This reminds me an old (12 years or so) design of mine, where I needed variable gain cells, DC to say 10 MHz, 12 bit, 1:50 factor or so. I used paired 2N4391-s; one for compensation feedback, the other as a variable resistor (having the gates shorted was handy as it allowed me to solder the cans together for temperature coupling). Buying about a 100 transistors inevitably bought me most if not all of them from the same wafer and I could find decent pairs easily enough. Now obviously I did not get 12-bit temperature stability, but I had anticipated this sort of trouble and had put an AD792 temperature sensor next to them :-). I had an MCU and it did turn the fine gain to compensate; this gave me a 10x+ advantage over competitors (who were _awarded_ all major deals in spite of that, but that's another story). Now the rest of the story is that I got no 12-bit integral non- linearity, either. Obviously even the 4391, in the reasonable low-voltage range where I used it, was about 0.5 to may be 1% non-linear, which was not acceptable. Fortunately I had enough processing power (on a 16.67 MHz 68340 :-) to acquire the non-linear data into a somewhat longer spectrum (8192 was the norm; I did something like 8500 or so) and continuously (IIRC 10 times a second) converted it down to a linearized version.... Worked wonderfully, some are still in use. Got carried away by just a phrase, I guess, but I see this as a "heroic" design of mine (there are more reasons except the above for me to think so :-) and I felt like telling about it although being only very remotely related to the context...

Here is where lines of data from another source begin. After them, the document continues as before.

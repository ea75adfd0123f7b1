// Copyright 2023 Strixpyrr
//
// Licensed under the Apache License, Version 2.0 (the "License");
// you may not use this file except in compliance with the License.
// You may obtain a copy of the License at
//
//     http://www.apache.org/licenses/LICENSE-2.0
//
// Unless required by applicable law or agreed to in writing, software
// distributed under the License is distributed on an "AS IS" BASIS,
// WITHOUT WARRANTIES OR CONDITIONS OF ANY KIND, either express or implied.
// See the License for the specific language governing permissions and
// limitations under the License.

use pretty_assertions::assert_eq;
use quickcheck_macros::quickcheck;
use sluice_io::Buffer;

#[quickcheck]
fn byte(b: u8) -> bool { read_write_u8(b) }

fn read_write_u8(b: u8) -> bool {
	let mut buf = Buffer::new();
	buf.write_u8(b);
	buf.read_u8().unwrap() == b
}

#[quickcheck]
fn short(b: u16) -> bool {
	let mut buf = Buffer::new();
	buf.write_u16(b);
	buf.read_u16().unwrap() == b
}

#[quickcheck]
fn short_le(b: u16) -> bool {
	let mut buf = Buffer::new();
	buf.write_u16_le(b);
	buf.read_u16().unwrap() == b.swap_bytes()
}

#[quickcheck]
fn int(b: u32) -> bool {
	let mut buf = Buffer::new();
	buf.write_u32(b);
	buf.read_u32().unwrap() == b
}

#[quickcheck]
fn long(b: u64) -> bool {
	let mut buf = Buffer::new();
	buf.write_u64(b);
	buf.read_u64().unwrap() == b
}

#[quickcheck]
fn long_le(b: u64) -> bool {
	let mut buf = Buffer::new();
	buf.write_u64_le(b);
	buf.read_u64().unwrap() == b.swap_bytes()
}

#[quickcheck]
fn arbitrary_slice_round_trips(bytes: Vec<u8>) -> bool {
	let mut buf = Buffer::new();
	buf.write_from_slice(&bytes);
	let mut out = vec![0u8; bytes.len()];
	buf.read_into_slice_exact(&mut out).unwrap();
	out == bytes
}

#[test]
fn size_tracks_segment_boundaries_exactly() {
	let mut buf = Buffer::new();
	for chunk_len in [1, 4095, 1, 8192, 8193, 3] {
		buf.write_from_slice(&vec![0x5a; chunk_len]);
	}
	assert_eq!(buf.size(), 1 + 4095 + 1 + 8192 + 8193 + 3);
}

#[test]
fn segment_transfer_splices_whole_segments() {
	let mut a = Buffer::new();
	a.write_from_slice(&vec![0u8; 8200]);
	let mut b = Buffer::new();
	b.write_from_slice(&[0xAA; 5]);

	a.write(&mut b, 5).unwrap();

	assert_eq!(a.size(), 8205);
	assert_eq!(b.size(), 0);
	let tail = a.snapshot();
	assert_eq!(&tail.as_slice()[8200..], &[0xAA; 5]);
}
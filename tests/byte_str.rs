// Copyright 2023 Strixpyrr
//
// Licensed under the Apache License, Version 2.0 (the "License");
// you may not use this file except in compliance with the License.
// You may obtain a copy of the License at
//
//     http://www.apache.org/licenses/LICENSE-2.0
//
// Unless required by applicable law or agreed to in writing, software
// distributed under the License is distributed on an "AS IS" BASIS,
// WITHOUT WARRANTIES OR CONDITIONS OF ANY KIND, either express or implied.
// See the License for the specific language governing permissions and
// limitations under the License.

use pretty_assertions::assert_eq;
use quickcheck_macros::quickcheck;
use sluice_io::ByteString;

#[test]
fn s1_byte_string_contract() {
	let bs = ByteString::copy_from(&[0x01, 0x02, 0x03, 0x04, 0x05]);
	assert_eq!(bs.substring(1, 4), ByteString::copy_from(&[0x02, 0x03, 0x04]));
	assert_eq!(bs.index_of(&ByteString::copy_from(&[0x03, 0x04]), 0), Some(2));
	assert_eq!(format!("{bs}"), "ByteString(size=5 hex=0102030405)");
	assert_eq!(bs.content_hash(), ByteString::copy_from(&[0x01, 0x02, 0x03, 0x04, 0x05]).content_hash());
}

#[test]
fn constructing_from_a_mutated_array_does_not_observe_the_mutation() {
	let mut source = vec![1u8, 2, 3];
	let bs = ByteString::copy_from(&source);
	source[0] = 0xff;
	assert_eq!(bs.as_slice(), &[1, 2, 3]);
}

#[quickcheck]
fn equal_content_hashes_equal(bytes: Vec<u8>) -> bool {
	let a = ByteString::copy_from(&bytes);
	let b = ByteString::copy_from(&bytes);
	a == b && a.content_hash() == b.content_hash()
}

#[quickcheck]
fn substring_then_whole_equals_original(bytes: Vec<u8>) -> bool {
	let bs = ByteString::copy_from(&bytes);
	bs.substring(0, bytes.len()) == bs
}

The zener voltage for a given transistor type does not seem to change from batch to batch; sometimes one can even change vendors. Changes seen seem to be less than 1%. In the case cited, i believe you will not see oscillation or negative resistance effects. Run the current down toward zero to see some spetacular "bazz-fazz".
No, there's no guarantee of this between batches. It's only guaranteed to be above a certain minimum- that's what's on the spec sheet.
But if they decide to cook the next batch a little longer, or change the device geometry to improve some other spec, the zener voltage could really change a lot. As long as it remains above the spec, you have nothing to legitimately complain about if the zener voltage zooms up to 15 volts in the next batch.
As an example, I have a batch of MPSA42's, spec says 300 volts maximum, but a half-dozen I tested work fine up to about 830 volts plus or minus about 10 volts. Does this mean I can depend on this? No.
Better to not go into production if you're depending on this!
I remember doing that as an experiment in college. My recollection was you only need 100uA or so. Maybe up the resistor a bit, say 47k to be safe that it breaks down. [Of course, you need to do the experiment. ;-) ]
I strongly do not recommend darlingtons for that; too variable and a high zener due to two E-B junctions to break down. I have tested a number of transistors, and for a given brand and type, the berakdown voltage (in the *stable* region for the part) is remarkably "constant" between devices and between batches (even when a year or so seperated). All transistor E-B junctions have a range of currents where they exhibit negative resistance as well as oscillate; some are really nasty. It seems that a majority *start* with a large negative resistance characteristic (even in the nanoamp region), and slowly go towards zero then finally positive. Then again, most zeners that are made also have similar problems.